When men are sent to reform schools now, the endeavor and the hope is to give back to society a better man than we took.
Judge Lindsey sends boys to the reform school without officer or guard. The boys go of their own accord, carrying their own commitment papers. They pound on the gate demanding admittance in the name of the law. The boy believes that Judge Lindsey is his friend, and that the reason he is sent to the reform school is that he may reap a betterment which his full freedom cannot possibly offer. When he takes his commitment papers he is no longer at war with society and the keepers of the law. He believes that what is being done for him is done for the best, and so he goes to prison, which is really not a prison at the last, for it is a school where the lad is taught to economize both time and money and to make himself useful.
Other people work for us, and we must work for them. This is the supreme lesson that the boy learns.
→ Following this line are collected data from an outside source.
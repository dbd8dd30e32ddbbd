//! Windowed, lane-assigning cache of decoded reads.
//!
//! Every resident read overlaps the current window `[start, end)`, and every
//! resident read carries per-base pieces exactly when the cache wants bases.
//! Lanes are assigned once, when a read first becomes resident, and are kept
//! for as long as the read stays resident.

use std::collections::HashMap;

use log::debug;

use crate::alignment::read::DecodedRead;
use crate::region::overlaps;

#[derive(Debug, Default)]
pub struct ReadCache {
    want_bases: bool,
    start: u64,
    end: u64,
    reads: HashMap<String, DecodedRead>,
}

impl ReadCache {
    pub fn new() -> Self {
        Self::default()
    }

    /// Whether resident reads keep per-base pieces.
    pub fn want_bases(&self) -> bool {
        self.want_bases
    }

    pub fn start(&self) -> u64 {
        self.start
    }

    pub fn end(&self) -> u64 {
        self.end
    }

    pub fn len(&self) -> usize {
        self.reads.len()
    }

    pub fn is_empty(&self) -> bool {
        self.reads.is_empty()
    }

    /// All resident reads, in no particular order.
    pub fn reads(&self) -> impl Iterator<Item = &DecodedRead> {
        self.reads.values()
    }

    pub fn get(&self, id: &str) -> Option<&DecodedRead> {
        self.reads.get(id)
    }

    /// Empty the cache and reset the window to `[0, 0)` without bases.
    pub fn clear(&mut self) {
        self.want_bases = false;
        self.start = 0;
        self.end = 0;
        self.reads.clear();
    }

    /// Move the window, evicting reads that fall outside it.
    ///
    /// Reads that stay keep their lane. When bases are no longer wanted their
    /// pieces are dropped; when bases become wanted, resident summary reads stay
    /// as they are until they are re-added with bases.
    pub fn set_range(&mut self, start: u64, end: u64, want_bases: bool) {
        let before = self.reads.len();
        self.reads.retain(|_, read| {
            if !overlaps(read.position, read.end, start, end) {
                return false;
            }
            if !want_bases {
                read.strip_bases();
            }
            true
        });
        debug!(
            "window [{start}, {end}) bases={want_bases}: evicted {} of {before} reads",
            before - self.reads.len()
        );

        self.start = start;
        self.end = end;
        self.want_bases = want_bases;
    }

    /// Whether a read with `id` is resident with the given base status.
    pub fn has_read(&self, id: &str, want_bases: bool) -> bool {
        self.reads
            .get(id)
            .is_some_and(|read| read.has_bases() == want_bases)
    }

    /// Add `read` if it is still relevant, or update the resident read with its id.
    ///
    /// Reads outside the window or with the wrong base status are ignored. An
    /// update keeps the resident read's lane; a new read gets the lowest lane not
    /// used by any overlapping resident read.
    ///
    /// # Panics
    ///
    /// Panics if the read's span is inconsistent with its decoded pieces.
    pub fn add_or_update(&mut self, mut read: DecodedRead) {
        assert!(
            read.end >= read.position,
            "read {} ends ({}) before it starts ({})",
            read.id,
            read.end,
            read.position
        );
        if read.has_bases() {
            assert_eq!(
                read.end,
                read.position + read.pieces().len() as u64,
                "read {} span does not match its decoded pieces",
                read.id
            );
        }

        if !overlaps(read.position, read.end, self.start, self.end)
            || read.has_bases() != self.want_bases
        {
            return;
        }

        match self.reads.get(&read.id) {
            Some(existing) => read.lane = existing.lane,
            None => read.lane = self.free_lane(read.position, read.end),
        }
        self.reads.insert(read.id.clone(), read);
    }

    /// Lowest lane not taken by a resident read overlapping `[start, end)`.
    fn free_lane(&self, start: u64, end: u64) -> usize {
        let mut taken: Vec<bool> = Vec::new();
        for other in self.reads.values() {
            if overlaps(start, end, other.position, other.end) {
                if other.lane >= taken.len() {
                    taken.resize(other.lane + 1, false);
                }
                taken[other.lane] = true;
            }
        }
        taken.iter().position(|&t| !t).unwrap_or(taken.len())
    }
}
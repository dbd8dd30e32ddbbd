/// What the viewer shows at a given zoom.
#[derive(Debug, Clone, Copy, PartialEq, Eq, PartialOrd, Ord)]
pub enum ViewLevel {
    /// Whole-sequence overview.
    Summary,
    /// Coverage histogram.
    Coverage,
    /// Read outlines.
    Reads,
    /// Individual bases.
    Bases,
}

impl ViewLevel {
    /// Discrete zoom step for a zoom `scale`, where each step multiplies the
    /// scale by `zoom_level_change`.
    pub fn scale_level(scale: f64, zoom_level_change: f64) -> i32 {
        (scale.ln() / zoom_level_change.ln() + 0.1).floor() as i32
    }

    pub fn from_scale_level(level: i32) -> Self {
        match level {
            i32::MIN..=1 => ViewLevel::Summary,
            2..=3 => ViewLevel::Coverage,
            4..=5 => ViewLevel::Reads,
            _ => ViewLevel::Bases,
        }
    }

    pub fn from_scale(scale: f64, zoom_level_change: f64) -> Self {
        Self::from_scale_level(Self::scale_level(scale, zoom_level_change))
    }

    /// Whether reads and variants are fetched at this level.
    pub fn wants_reads(&self) -> bool {
        matches!(self, ViewLevel::Reads | ViewLevel::Bases)
    }

    /// Whether per-base detail is cached at this level.
    pub fn wants_bases(&self) -> bool {
        matches!(self, ViewLevel::Bases)
    }
}
//! Injectable time source.
//!
//! Every component that makes a time-based decision (scheduler, budget,
//! cache freshness, queue stamps) reads the clock through this trait so
//! tests can drive time by hand instead of sleeping.

use chrono::{DateTime, Utc};

pub trait Clock: Send + Sync {
    fn now(&self) -> DateTime<Utc>;

    /// Whole seconds since the Unix epoch.
    fn epoch(&self) -> i64 {
        self.now().timestamp()
    }
}

/// Wall clock.
#[derive(Debug, Clone, Copy, Default)]
pub struct SystemClock;

impl Clock for SystemClock {
    fn now(&self) -> DateTime<Utc> {
        Utc::now()
    }
}

#[cfg(test)]
pub use manual::ManualClock;

#[cfg(test)]
mod manual {
    use super::Clock;
    use chrono::{DateTime, Duration, Utc};
    use std::sync::{Arc, Mutex};

    /// Hand-driven clock shared between a test and the component under test.
    #[derive(Debug, Clone)]
    pub struct ManualClock {
        now: Arc<Mutex<DateTime<Utc>>>,
    }

    impl ManualClock {
        pub fn at(rfc3339: &str) -> Self {
            let now = DateTime::parse_from_rfc3339(rfc3339)
                .expect("valid rfc3339 timestamp")
                .with_timezone(&Utc);
            Self { now: Arc::new(Mutex::new(now)) }
        }

        pub fn advance_secs(&self, secs: i64) {
            let mut now = self.now.lock().unwrap();
            *now = *now + Duration::seconds(secs);
        }
    }

    impl Clock for ManualClock {
        fn now(&self) -> DateTime<Utc> {
            *self.now.lock().unwrap()
        }
    }
}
You can only help yourself by helping others.
Now here is a proposition: If a boy or a man takes his commitment papers, goes to prison alone and unattended, is it necessary that he should be there locked up, enclosed in a corral and be looked after by guards armed with death-dealing implements?
Superintendent Whittaker, of the institution at Jeffersonville, Indiana, says, "No." He believes that within ten years' time we will do away with the high wall, and will keep our loaded guns out of sight; to a great degree also we will take the bars from the windows of the prisons, just as we have taken them away from the windows of the hospitals for the insane.
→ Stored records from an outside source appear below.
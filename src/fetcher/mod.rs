//! Provider fetcher — one HTTP GET per call, classified.
//!
//! The ingestion loop talks to the provider only through the `Fetcher`
//! trait; `HttpFetcher` is the production implementation. Every attempt
//! (success or failure) lands in the quota log, and rate-limit headers
//! are read opportunistically to warn about budget pressure before the
//! provider starts refusing calls.

use async_trait::async_trait;
use chrono::Utc;
use reqwest::header::HeaderMap;
use serde_json::Value;
use std::sync::Arc;
use std::time::{Duration, Instant};
use tracing::{debug, error, warn};

use crate::config::{Config, EndpointPolicy};
use crate::error::FetchError;

pub mod quota_log;

use quota_log::{CallRecord, QuotaLog};

const ERROR_BODY_MAX_CHARS: usize = 500;

// ── Core Types ──────────────────────────────────────────────────────

#[derive(Debug, Clone, PartialEq, Eq)]
pub struct FetchRequest {
    pub endpoint: String,
    pub symbol: String,
    pub path: String,
}

impl FetchRequest {
    pub fn for_policy(policy: &EndpointPolicy, symbol: &str) -> Self {
        Self {
            endpoint: policy.name.clone(),
            symbol: symbol.to_string(),
            path: policy.path_for(symbol),
        }
    }
}

/// Daily usage the provider reported in response headers.
#[derive(Debug, Clone, Copy, PartialEq, Eq)]
pub struct QuotaHeaders {
    pub daily_count: u64,
    pub daily_limit: u64,
}

#[derive(Debug, Clone)]
pub struct FetchResponse {
    pub status: u16,
    pub body: Value,
    pub quota: Option<QuotaHeaders>,
    pub latency_ms: u64,
}

#[derive(Debug, Clone, Copy, PartialEq, Eq)]
pub enum QuotaPressure {
    Normal,
    /// Above 75 % of the provider's daily limit.
    Elevated,
    /// Above 90 %.
    Critical,
}

impl QuotaHeaders {
    pub fn pressure(&self) -> QuotaPressure {
        if self.daily_limit == 0 {
            return QuotaPressure::Normal;
        }
        let used = self.daily_count as f64 / self.daily_limit as f64;
        if used > 0.90 {
            QuotaPressure::Critical
        } else if used > 0.75 {
            QuotaPressure::Elevated
        } else {
            QuotaPressure::Normal
        }
    }
}

// ── Fetcher Trait ───────────────────────────────────────────────────

#[async_trait]
pub trait Fetcher: Send + Sync {
    /// Perform exactly one GET. Non-2xx answers come back as
    /// `FetchError::Status` carrying the code.
    async fn fetch(&self, req: &FetchRequest) -> Result<FetchResponse, FetchError>;
}

// ── HTTP Implementation ─────────────────────────────────────────────

pub struct HttpFetcher {
    client: reqwest::Client,
    base_url: String,
    token: Option<String>,
    count_header: String,
    limit_header: String,
    quota_log: Option<Arc<QuotaLog>>,
}

impl HttpFetcher {
    pub fn new(config: &Config, quota_log: Option<Arc<QuotaLog>>) -> Result<Self, reqwest::Error> {
        let client = reqwest::Client::builder()
            .timeout(config.request_timeout)
            .connect_timeout(Duration::from_secs(5))
            .user_agent(concat!("flowd/", env!("CARGO_PKG_VERSION")))
            .build()?;
        Ok(Self {
            client,
            base_url: config.base_url.clone(),
            token: config.api_token.clone(),
            count_header: config.daily_count_header.to_ascii_lowercase(),
            limit_header: config.daily_limit_header.to_ascii_lowercase(),
            quota_log,
        })
    }

    fn parse_quota_headers(&self, headers: &HeaderMap) -> Option<QuotaHeaders> {
        let get = |name: &str| -> Option<u64> { headers.get(name)?.to_str().ok()?.trim().parse().ok() };
        Some(QuotaHeaders {
            daily_count: get(&self.count_header)?,
            daily_limit: get(&self.limit_header)?,
        })
    }

    async fn send(&self, req: &FetchRequest) -> Result<FetchResponse, FetchError> {
        let url = format!("{}{}", self.base_url, req.path);
        let mut builder = self.client.get(&url).header("Accept", "application/json");
        if let Some(token) = &self.token {
            builder = builder.bearer_auth(token);
        }

        let start = Instant::now();
        let resp = builder
            .send()
            .await
            .map_err(|e| FetchError::from_reqwest(&req.endpoint, e))?;
        let status = resp.status().as_u16();
        let quota = self.parse_quota_headers(resp.headers());

        if !resp.status().is_success() {
            let body = resp.text().await.unwrap_or_default();
            return Err(FetchError::Status {
                endpoint: req.endpoint.clone(),
                status,
                body: body.chars().take(ERROR_BODY_MAX_CHARS).collect(),
            });
        }

        let body: Value = resp
            .json()
            .await
            .map_err(|e| FetchError::from_reqwest(&req.endpoint, e))?;
        Ok(FetchResponse {
            status,
            body,
            quota,
            latency_ms: start.elapsed().as_millis() as u64,
        })
    }

    fn log_call(&self, req: &FetchRequest, result: &Result<FetchResponse, FetchError>, latency_ms: u64) {
        let Some(log) = &self.quota_log else {
            return;
        };
        let request_id = uuid::Uuid::new_v4().to_string();
        let (status_code, outcome, quota) = match result {
            Ok(resp) => (Some(resp.status), "success", resp.quota),
            Err(e) => (e.status(), e.outcome_label(), None),
        };
        let record = CallRecord {
            request_id: &request_id,
            endpoint: &req.endpoint,
            symbol: &req.symbol,
            requested_at: Utc::now(),
            status_code,
            outcome,
            latency_ms,
            daily_count: quota.map(|q| q.daily_count),
            daily_limit: quota.map(|q| q.daily_limit),
        };
        if let Err(e) = log.record_call(&record) {
            warn!(endpoint = %req.endpoint, error = %e, "Failed to append quota log");
        }
    }
}

#[async_trait]
impl Fetcher for HttpFetcher {
    async fn fetch(&self, req: &FetchRequest) -> Result<FetchResponse, FetchError> {
        let start = Instant::now();
        let result = self.send(req).await;
        let latency_ms = start.elapsed().as_millis() as u64;
        self.log_call(req, &result, latency_ms);

        match &result {
            Ok(resp) => {
                debug!(
                    endpoint = %req.endpoint,
                    symbol = %req.symbol,
                    status = resp.status,
                    latency_ms,
                    "Fetched"
                );
                if let Some(quota) = resp.quota {
                    report_pressure(quota);
                }
            }
            Err(e) => debug!(endpoint = %req.endpoint, symbol = %req.symbol, error = %e, "Fetch failed"),
        }
        result
    }
}

/// Early budget-pressure logging from provider headers.
pub fn report_pressure(quota: QuotaHeaders) {
    match quota.pressure() {
        QuotaPressure::Normal => {}
        QuotaPressure::Elevated => warn!(
            daily_count = quota.daily_count,
            daily_limit = quota.daily_limit,
            "Provider daily quota above 75%"
        ),
        QuotaPressure::Critical => error!(
            daily_count = quota.daily_count,
            daily_limit = quota.daily_limit,
            "Provider daily quota above 90%"
        ),
    }
}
At the reform school it may be necessary to have a guard-house for some years to come, but the high wall must go, just as we have sent the lock-step and the silent system and the striped suit of disgrace into the ragbag of time--lost in the memory of things that were.
Four men out of five in the reformatory at Jeffersonville need no coercion, they would not run away if the walls were razed and the doors left unlocked. One young man I saw there refused the offered parole--he wanted to stay until he learned his trade. He was not the only one with a like mental attitude.
The quality of men in the average prison is about the same as that of the men who are in the United States Army. The man who enlists is a prisoner; for him to run away is a very serious offense, and yet he is not locked up at night, nor is he surrounded by a high wall.
The George Junior Republic is simply a farm, unfenced and unpatroled, excepting by the boys who are in the Republic, and yet it is a penal institution. The prison of the future will not be unlike a young ladies' boarding school, where even yet the practice prevails of taking the inmates out all together, with a guard, and allowing no one to leave without a written permit.
As society changes, so changes the so-called criminal. In any event, I know this--that Max Nordau did not make out his case.
There is no criminal class.
Or for that matter we are all criminals. "I have in me the capacity for every crime," said Emerson.
The man or woman who goes wrong is a victim of unkind environment. Booker Washington says that when the negro has something that we want, or can perform a task that we want done, we waive the color line, and the race problem then ceases to be a problem. So it is with the Ex. Question. When the ex-convict is able to show that he is useful to the world, the world will cease to shun him. When Superintendent Whittaker graduates a man it is pretty good evidence that the man is able and willing to render a service to society.
The only places where the ex-convicts get the icy mitt are pink teas and prayer meetings. An ex-convict should work all day and then spend his evenings at the library, feeding his mind--then he is safe.